Dataset extract
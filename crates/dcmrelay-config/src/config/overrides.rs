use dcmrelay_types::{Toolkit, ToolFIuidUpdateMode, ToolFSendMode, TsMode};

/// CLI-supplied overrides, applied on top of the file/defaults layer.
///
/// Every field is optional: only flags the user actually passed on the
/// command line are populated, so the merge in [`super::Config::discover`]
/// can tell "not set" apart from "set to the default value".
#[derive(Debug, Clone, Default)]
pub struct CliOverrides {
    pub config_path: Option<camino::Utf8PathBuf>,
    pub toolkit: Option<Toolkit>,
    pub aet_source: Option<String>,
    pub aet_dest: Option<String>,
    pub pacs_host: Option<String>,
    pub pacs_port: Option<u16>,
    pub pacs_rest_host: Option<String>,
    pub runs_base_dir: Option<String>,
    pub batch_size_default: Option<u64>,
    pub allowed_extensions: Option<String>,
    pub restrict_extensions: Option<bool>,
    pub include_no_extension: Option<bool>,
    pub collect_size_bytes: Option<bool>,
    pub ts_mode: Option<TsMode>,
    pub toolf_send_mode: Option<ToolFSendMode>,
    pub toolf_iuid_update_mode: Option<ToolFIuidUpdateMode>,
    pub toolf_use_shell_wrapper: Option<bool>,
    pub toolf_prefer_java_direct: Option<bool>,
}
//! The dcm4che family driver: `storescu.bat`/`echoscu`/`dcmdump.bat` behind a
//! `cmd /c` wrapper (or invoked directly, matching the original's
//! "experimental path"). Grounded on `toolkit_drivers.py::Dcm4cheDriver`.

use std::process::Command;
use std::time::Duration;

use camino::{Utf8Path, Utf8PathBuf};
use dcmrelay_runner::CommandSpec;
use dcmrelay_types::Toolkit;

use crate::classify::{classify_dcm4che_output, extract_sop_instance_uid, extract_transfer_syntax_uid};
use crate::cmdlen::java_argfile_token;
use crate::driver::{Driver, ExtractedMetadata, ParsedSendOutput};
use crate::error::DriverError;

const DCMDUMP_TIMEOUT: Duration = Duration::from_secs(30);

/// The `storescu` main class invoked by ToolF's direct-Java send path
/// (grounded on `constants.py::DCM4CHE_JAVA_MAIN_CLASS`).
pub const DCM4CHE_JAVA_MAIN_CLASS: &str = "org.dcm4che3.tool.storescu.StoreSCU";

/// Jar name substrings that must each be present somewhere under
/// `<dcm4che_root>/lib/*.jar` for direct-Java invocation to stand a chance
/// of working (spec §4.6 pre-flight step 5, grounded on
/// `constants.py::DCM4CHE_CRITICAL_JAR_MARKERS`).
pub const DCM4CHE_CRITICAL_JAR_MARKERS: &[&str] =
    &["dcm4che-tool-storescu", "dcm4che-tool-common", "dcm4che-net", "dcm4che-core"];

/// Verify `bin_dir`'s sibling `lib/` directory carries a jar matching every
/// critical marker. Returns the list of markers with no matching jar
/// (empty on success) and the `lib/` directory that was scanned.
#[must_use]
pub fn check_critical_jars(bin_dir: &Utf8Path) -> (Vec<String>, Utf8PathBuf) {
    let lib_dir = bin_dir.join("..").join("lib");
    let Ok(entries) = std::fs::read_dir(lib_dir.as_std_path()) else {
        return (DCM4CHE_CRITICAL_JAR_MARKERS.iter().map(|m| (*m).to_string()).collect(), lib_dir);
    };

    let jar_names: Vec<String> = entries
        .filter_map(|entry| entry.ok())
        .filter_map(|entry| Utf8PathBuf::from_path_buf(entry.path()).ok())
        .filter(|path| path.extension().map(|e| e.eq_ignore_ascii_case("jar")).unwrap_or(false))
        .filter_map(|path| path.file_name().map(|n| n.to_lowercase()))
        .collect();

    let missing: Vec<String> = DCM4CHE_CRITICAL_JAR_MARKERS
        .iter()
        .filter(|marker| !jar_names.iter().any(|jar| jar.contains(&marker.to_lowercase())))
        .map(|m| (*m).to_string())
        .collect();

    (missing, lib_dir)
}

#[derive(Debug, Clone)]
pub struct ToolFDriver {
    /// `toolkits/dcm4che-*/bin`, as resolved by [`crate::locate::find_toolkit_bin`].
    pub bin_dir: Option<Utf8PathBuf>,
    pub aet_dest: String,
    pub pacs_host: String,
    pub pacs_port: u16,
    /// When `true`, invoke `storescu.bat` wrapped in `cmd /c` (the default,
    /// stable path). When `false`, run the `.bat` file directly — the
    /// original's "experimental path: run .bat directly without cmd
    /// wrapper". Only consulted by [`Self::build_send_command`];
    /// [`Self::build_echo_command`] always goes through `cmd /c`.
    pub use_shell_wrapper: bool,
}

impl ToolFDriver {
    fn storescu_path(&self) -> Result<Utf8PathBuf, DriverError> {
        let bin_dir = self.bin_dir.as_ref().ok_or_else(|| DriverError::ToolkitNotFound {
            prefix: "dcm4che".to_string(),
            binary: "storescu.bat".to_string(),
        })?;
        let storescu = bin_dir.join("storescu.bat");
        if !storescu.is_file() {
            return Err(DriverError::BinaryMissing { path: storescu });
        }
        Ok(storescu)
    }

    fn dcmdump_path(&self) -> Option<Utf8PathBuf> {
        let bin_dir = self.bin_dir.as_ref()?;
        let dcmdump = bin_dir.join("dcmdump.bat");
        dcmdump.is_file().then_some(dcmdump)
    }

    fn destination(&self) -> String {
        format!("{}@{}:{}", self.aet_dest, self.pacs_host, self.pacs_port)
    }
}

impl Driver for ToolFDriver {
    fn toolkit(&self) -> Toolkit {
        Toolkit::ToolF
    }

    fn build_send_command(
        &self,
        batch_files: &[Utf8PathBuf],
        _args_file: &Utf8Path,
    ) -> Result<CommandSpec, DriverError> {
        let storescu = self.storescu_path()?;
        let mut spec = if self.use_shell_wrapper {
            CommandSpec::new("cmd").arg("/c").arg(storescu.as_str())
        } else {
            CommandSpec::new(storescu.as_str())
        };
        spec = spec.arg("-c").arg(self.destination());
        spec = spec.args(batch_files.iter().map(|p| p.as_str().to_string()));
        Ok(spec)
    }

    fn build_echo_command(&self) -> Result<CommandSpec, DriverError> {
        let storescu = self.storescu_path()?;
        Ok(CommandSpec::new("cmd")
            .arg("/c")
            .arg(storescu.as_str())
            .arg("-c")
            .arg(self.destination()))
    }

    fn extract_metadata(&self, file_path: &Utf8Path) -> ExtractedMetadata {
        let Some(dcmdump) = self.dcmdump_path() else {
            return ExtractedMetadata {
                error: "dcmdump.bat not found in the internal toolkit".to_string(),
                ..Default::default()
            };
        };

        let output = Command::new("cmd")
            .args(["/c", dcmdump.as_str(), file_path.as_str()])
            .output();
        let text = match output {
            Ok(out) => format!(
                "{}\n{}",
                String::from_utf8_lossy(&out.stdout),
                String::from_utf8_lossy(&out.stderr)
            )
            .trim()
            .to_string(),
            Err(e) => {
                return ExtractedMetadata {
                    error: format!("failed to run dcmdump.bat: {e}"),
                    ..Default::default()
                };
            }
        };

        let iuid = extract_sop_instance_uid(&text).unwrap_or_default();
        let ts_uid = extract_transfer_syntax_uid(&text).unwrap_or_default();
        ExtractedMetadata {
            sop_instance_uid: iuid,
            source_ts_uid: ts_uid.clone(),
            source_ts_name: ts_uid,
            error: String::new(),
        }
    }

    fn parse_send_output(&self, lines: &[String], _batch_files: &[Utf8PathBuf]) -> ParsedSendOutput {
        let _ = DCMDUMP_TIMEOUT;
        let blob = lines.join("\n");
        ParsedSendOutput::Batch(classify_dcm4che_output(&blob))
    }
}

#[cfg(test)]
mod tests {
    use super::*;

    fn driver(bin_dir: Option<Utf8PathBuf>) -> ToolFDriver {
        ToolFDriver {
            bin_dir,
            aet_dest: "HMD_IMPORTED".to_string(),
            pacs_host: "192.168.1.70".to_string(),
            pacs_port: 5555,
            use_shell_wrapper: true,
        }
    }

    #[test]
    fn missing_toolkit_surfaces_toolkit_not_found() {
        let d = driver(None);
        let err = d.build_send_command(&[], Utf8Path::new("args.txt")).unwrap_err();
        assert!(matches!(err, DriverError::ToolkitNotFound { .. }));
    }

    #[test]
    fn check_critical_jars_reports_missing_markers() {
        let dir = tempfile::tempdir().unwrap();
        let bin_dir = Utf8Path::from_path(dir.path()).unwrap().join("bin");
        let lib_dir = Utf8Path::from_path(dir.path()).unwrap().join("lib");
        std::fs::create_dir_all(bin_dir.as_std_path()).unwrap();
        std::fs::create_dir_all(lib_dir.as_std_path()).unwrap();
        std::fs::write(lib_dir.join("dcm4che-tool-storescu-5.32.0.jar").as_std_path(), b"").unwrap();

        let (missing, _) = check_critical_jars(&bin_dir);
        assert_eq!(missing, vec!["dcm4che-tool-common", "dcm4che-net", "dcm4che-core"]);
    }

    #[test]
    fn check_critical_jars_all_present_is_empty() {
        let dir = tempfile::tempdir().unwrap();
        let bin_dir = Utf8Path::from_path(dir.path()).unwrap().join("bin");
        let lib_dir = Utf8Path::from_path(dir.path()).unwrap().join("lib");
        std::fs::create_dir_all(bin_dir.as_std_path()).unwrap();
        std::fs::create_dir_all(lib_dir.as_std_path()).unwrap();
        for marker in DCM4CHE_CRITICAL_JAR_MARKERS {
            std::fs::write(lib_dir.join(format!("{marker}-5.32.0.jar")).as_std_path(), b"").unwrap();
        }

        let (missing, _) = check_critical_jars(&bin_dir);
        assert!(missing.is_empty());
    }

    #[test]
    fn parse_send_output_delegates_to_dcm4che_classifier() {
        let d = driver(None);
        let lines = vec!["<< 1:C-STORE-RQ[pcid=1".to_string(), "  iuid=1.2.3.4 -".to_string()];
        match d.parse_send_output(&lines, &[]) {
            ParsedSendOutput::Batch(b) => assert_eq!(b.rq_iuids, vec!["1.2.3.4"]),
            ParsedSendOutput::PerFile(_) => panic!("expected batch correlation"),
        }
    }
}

What is being asked
Scan the data for the string "impl" and copy each line in which it occurs.

Result of the task
impl ToolFDriver {
impl Driver for ToolFDriver {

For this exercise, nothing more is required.